El menor de estos problemas puede ser la cámara, pues en general es muy responsiva, pero hay ciertos ángulos en lugares muy específicos en los que perderás la visibilidad. Yo llegué a obtener pantallas completamente negras por la mala ubicación de la cámara y corregir su posición llega a ser molesto.

En cierto grado, los problemas con la cámara llegan a ser comprensibles, pues pasamos de enormes escenarios abiertos, a cavernas o cuartos muy reducidos. Además la cámara sigue a un personaje pequeño en todo momento —el niño—, incluso cuando montamos al enorme Trico. Sumen todos estos elementos y el resultado es de esperarse.

Los controles llegan a ser frustrantes en un par de ocasiones, pues en la mayor parte del juego los obstáculos se resuelven saltando y escalando, situaciones en las que la precisión es de vital importancia. Llegue a morir unas cuantas veces por saltar cuando no quería hacerlo o al creer que llegaría al borde de un edificio y el torpe control me lo hacía imposible.

Honestamente el control del niño sí se siente viejo, como los juegos de hace dos generaciones. Es el único aspecto que delata que este título comenzó a desarrollarse hace casi 10 años.

TheLastGuardian08

Aún así, los problemas con la cámara y los torpes controles no impiden que vivas una experiencia magnífica, y si mueres un par de veces por culpa de alguno de estos dos detalles la buena noticia es que lo puedes volver a intentar, sin esperar demasiado, pues los tiempos de carga son bastante rápidos.

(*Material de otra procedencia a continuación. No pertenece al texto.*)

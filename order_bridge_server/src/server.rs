use std::time::Duration;

use actix_web::{dev::Server, http::KeepAlive, middleware::Logger, web, App, HttpServer};
use log::*;
use order_bridge_engine::{sqlite::MIGRATOR, ConnectorApi, OrderSyncApi, SqliteDatabase};

use crate::{
    config::ServerConfig,
    errors::ServerError,
    import_worker::start_import_worker,
    routes::health,
    shopify_routes::{
        ConnectorInfoRoute,
        CreateConnectorRoute,
        CronImportRoute,
        DeactivateConnectorRoute,
        ImportOrdersRoute,
        ShopifyWebhookRoute,
        TestConnectionRoute,
    },
};

pub async fn run_server(config: ServerConfig) -> Result<(), ServerError> {
    let db = SqliteDatabase::new_with_url(&config.database_url, 25)
        .await
        .map_err(|e| ServerError::InitializeError(e.to_string()))?;
    MIGRATOR.run(db.pool()).await.map_err(|e| ServerError::InitializeError(e.to_string()))?;
    if config.auto_import {
        let _worker = start_import_worker(db.clone(), config.auto_import_interval);
    } else {
        info!("🪛️ Auto-import is disabled. Only webhooks and manual imports will run.");
    }
    let srv = create_server_instance(config, db)?;
    srv.await.map_err(|e| ServerError::InitializeError(e.to_string()))
}

pub fn create_server_instance(config: ServerConfig, db: SqliteDatabase) -> Result<Server, ServerError> {
    let srv = HttpServer::new(move || {
        let orders_api = OrderSyncApi::new(db.clone());
        let connectors_api = ConnectorApi::new(db.clone());
        let app = App::new()
            .wrap(Logger::new("%t (%D ms) %s %a %{Host}i %U").log_target("obr::access_log"))
            .app_data(web::Data::new(orders_api))
            .app_data(web::Data::new(connectors_api));
        let api_scope = web::scope("/api")
            .service(CreateConnectorRoute::<SqliteDatabase>::new())
            .service(ConnectorInfoRoute::<SqliteDatabase>::new())
            .service(DeactivateConnectorRoute::<SqliteDatabase>::new())
            .service(TestConnectionRoute::<SqliteDatabase>::new())
            .service(ImportOrdersRoute::<SqliteDatabase>::new())
            .service(CronImportRoute::<SqliteDatabase>::new());
        let shopify_scope = web::scope("/shopify").service(ShopifyWebhookRoute::<SqliteDatabase>::new());
        app.service(health).service(api_scope).service(shopify_scope)
    })
    .keep_alive(KeepAlive::Timeout(Duration::from_secs(600)))
    .bind((config.host.as_str(), config.port))?
    .run();
    Ok(srv)
}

Lo que realmente brilla en The Last Guardian son los puzzles, que van desde encontrar barriles de alimento para Trico, hasta encontrar la forma de abrir una puerta, ya sea escalando o moviendo objetos para llegar a nuevas alturas o áreas.

Los combates con las armaduras mágicas son bastante gratificantes, aunque no llegan a resultar difíciles. Trico sin duda es de gran ayuda en estas situaciones pero el niño también aporta mucho a pesar de su tamaño y fuerza, la clave es ser creativo y estar atento a las armas que cargan los enemigos, además del entorno. De hecho hay batallas en las que nuestro enorme compañero no podría salir victorioso sin la ayuda del niño.

Una belleza familiar

Tanto los personajes como los diferentes escenarios que recorremos están bellamente cuidados. Los edificios, sus pasillos, cuartos y escaleras realmente parece que algún día albergaron vida dentro de ellos, pareciera como si en cada rincón se escondiera una anécdota y que cada elemento está en ese lugar por una razón. Lo mismo sucede con los espacios exteriores, cada árbol parece estar feliz de haber crecido precisamente en ese lugar, además siempre hay algún animal por ahí, y aunque nunca llegues a interactuar con ellos, su simple presencia hace que el mundo se sienta vivo.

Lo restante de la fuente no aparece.